Climate change and its impact on health on small island developing states

November 2017

Most small islands already have high burdens of climate-sensitive diseases such as vector-, food- and water-borne diseases like malaria, dengue and diarrhoeal disease.

The effects of climate change (including increased average temperatures, more frequent and severe extreme weather events and rising sea levels) will exacerbate this disease burden with an expected increase in illnesses and deaths, as well as threatening access to safe food supplies, clean water and sanitation.

A child walking through sea in South, Tarawa, Kiribati
South Tarawa, Kiribati
WHO/Y. Shimizu

Rising sea levels are threatening access to land in coastal areas, particularly low-lying islands. Land used for agriculture will no longer be usable, as salt water contaminates soil and freshwater supplies. People are forced to migrate inland, causing health issues including increased infectious diseases and mental health problems. In Kiribati, predicted rises in sea level and extreme weather events threaten the existence of this low-lying country made up of 33 coral atolls and reef islands.
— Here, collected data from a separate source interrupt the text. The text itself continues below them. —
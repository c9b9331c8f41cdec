//! HTTP implementation of the `Authority` port.
//!
//! Every request carries the node's static bearer credential. Non-2xx
//! responses surface as errors so the poll loops can apply their backoff.

use anyhow::{Context, Result};
use reqwest::header::{HeaderMap, HeaderValue, AUTHORIZATION};
use serde::de::DeserializeOwned;
use serde::Serialize;

use crate::application::ports::Authority;
use crate::domain::config::AgentConfig;
use crate::domain::detection::DetectionRule;
use crate::domain::task::{
    ArtifactSpec, AssignmentStatusReport, DeploymentStatusReport, JobStatusReport, OneOffJob,
    PackageDeployment, PackageRef, ServiceAssignment,
};

const REQUEST_TIMEOUT: std::time::Duration = std::time::Duration::from_secs(30);

/// Authority client over HTTP.
#[derive(Debug, Clone)]
pub struct HttpAuthority {
    client: reqwest::Client,
    base: String,
    node_id: String,
}

impl HttpAuthority {
    /// # Errors
    ///
    /// Returns an error if the credential is not a valid header value or the
    /// HTTP client cannot be constructed.
    pub fn new(config: &AgentConfig) -> Result<Self> {
        let mut headers = HeaderMap::new();
        let mut auth = HeaderValue::from_str(&format!("Bearer {}", config.api_token))
            .context("api_token is not a valid header value")?;
        auth.set_sensitive(true);
        headers.insert(AUTHORIZATION, auth);

        let client = reqwest::Client::builder()
            .user_agent(concat!("steward-agent/", env!("CARGO_PKG_VERSION")))
            .default_headers(headers)
            .timeout(REQUEST_TIMEOUT)
            .build()
            .context("building authority HTTP client")?;

        Ok(Self {
            client,
            base: config.authority_url.trim_end_matches('/').to_string(),
            node_id: config.node_id.clone(),
        })
    }

    fn url(&self, path: &str) -> String {
        format!("{}/api/v1/{path}", self.base)
    }

    async fn get_json<T: DeserializeOwned>(&self, path: &str) -> Result<T> {
        let url = self.url(path);
        self.client
            .get(&url)
            .send()
            .await
            .with_context(|| format!("GET {url}"))?
            .error_for_status()
            .with_context(|| format!("GET {url}"))?
            .json()
            .await
            .with_context(|| format!("decoding response from {url}"))
    }

    async fn post_json<B: Serialize + ?Sized>(&self, path: &str, body: &B) -> Result<()> {
        let url = self.url(path);
        self.client
            .post(&url)
            .json(body)
            .send()
            .await
            .with_context(|| format!("POST {url}"))?
            .error_for_status()
            .with_context(|| format!("POST {url}"))?;
        Ok(())
    }
}

impl Authority for HttpAuthority {
    async fn fetch_jobs(&self) -> Result<Vec<OneOffJob>> {
        self.get_json(&format!("nodes/{}/jobs", self.node_id)).await
    }

    async fn fetch_deployments(&self) -> Result<Vec<PackageDeployment>> {
        self.get_json(&format!("nodes/{}/deployments", self.node_id))
            .await
    }

    async fn fetch_assignments(&self) -> Result<Vec<ServiceAssignment>> {
        self.get_json(&format!("nodes/{}/assignments", self.node_id))
            .await
    }

    async fn artifact_spec(&self, package: &PackageRef) -> Result<ArtifactSpec> {
        self.get_json(&format!(
            "packages/{}/{}/artifact",
            package.name, package.version
        ))
        .await
    }

    async fn detection_rules(&self, package: &PackageRef) -> Result<Vec<DetectionRule>> {
        self.get_json(&format!(
            "packages/{}/{}/rules",
            package.name, package.version
        ))
        .await
    }

    async fn report_job(&self, job_id: &str, report: &JobStatusReport) -> Result<()> {
        self.post_json(&format!("jobs/{job_id}/status"), report)
            .await
    }

    async fn report_deployment(
        &self,
        deployment_id: &str,
        report: &DeploymentStatusReport,
    ) -> Result<()> {
        self.post_json(&format!("deployments/{deployment_id}/status"), report)
            .await
    }

    async fn report_assignment(
        &self,
        assignment_id: &str,
        report: &AssignmentStatusReport,
    ) -> Result<()> {
        self.post_json(&format!("assignments/{assignment_id}/status"), report)
            .await
    }
}

// ── Unit tests ────────────────────────────────────────────────────────────────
A man with mask, goggles and spraying device around a house in the Dominican Republic
Spraying to control mosquitoes in the Dominican Republic

Rising temperatures and other effects of climate change create breeding grounds for disease-carrying insects. Mosquitoes, which spread diseases including malaria, dengue and Zika, are particularly sensitive to changes in temperature and humidity. Under the 2015 Paris Agreement, countries have agreed to take action to limit global warming to 2 °C.

A child with his mother, sitting on hospital bed among other patients in Solomon Islands
Paediatric Unit,National Referral Hospital, Solomon Islands
WHO/Y. Shimizu

Children under 5 years of age are at most risk from climate-sensitive diseases like malaria and diarrhoeal diseases. Already-stretched health services will need additional resources to cope with increased demand.

A man in a damaged hospital room in Antigua and Barbuda
WHO staff member assesses damage from Hurricane Irma at Hanna Thomas Hospital, Antigua and Barbuda

Hospitals and health centres need to be reinforced to withstand powerful storms, heat waves and other extreme weather events so that they can continue to provide urgent health services before, during and after disasters.

A child having oral cholera vaccine dropped into his mouth by a health worker, in Figuers, Haiti
Child receives an oral vaccination against cholera in Haiti, following Hurricane Mathew in 2016

Early-warning disease surveillance systems that can effectively detect disease outbreaks are essential in facilitating rapid response, as are preventive vaccination campaigns and prepositioning medical supplies.

A man with an umbrella climbs on a bridge over a polluted river in the Philippines
Water pollution in Marikina River in the Philippines
WHO/Y. Shimizu

Floods and droughts both affect access to safe drinking-water. These can lead to increased illnesses and deaths from waterborne diseases such as diarrhoeal disease.

Flooded streets in Havana, Cuba
Flooding from Hurricane Irma, Cuba

Floods contaminate freshwater supplies, heighten the risk of water-borne diseases, and create breeding grounds for disease-carrying insects such as mosquitoes. They also cause drownings and physical injuries, damage homes and disrupt the supply of medical and health services.

Manila skyline with polluted air
Air pollution in Manila, the Philippines
WHO/Y. Shimizu

Air pollution kills more than 6.5 million people worldwide every year. Countries that take action to mitigate climate change, such as reducing pollution from burning fossil fuels, will see an immediate impact on health, as well as helping to reduce the global warming that is threatening small island states.

Five young boys on the beach, in Port Vila, Vanuatu
Children play on the beach in Port Vila, Vanuatu
WHO/Y. Shimizu

A child born today can hope to live into the next century. By taking action to reduce greenhouse gas emissions, and increase health resilience – we can ensure that these children can look forward to a healthy future.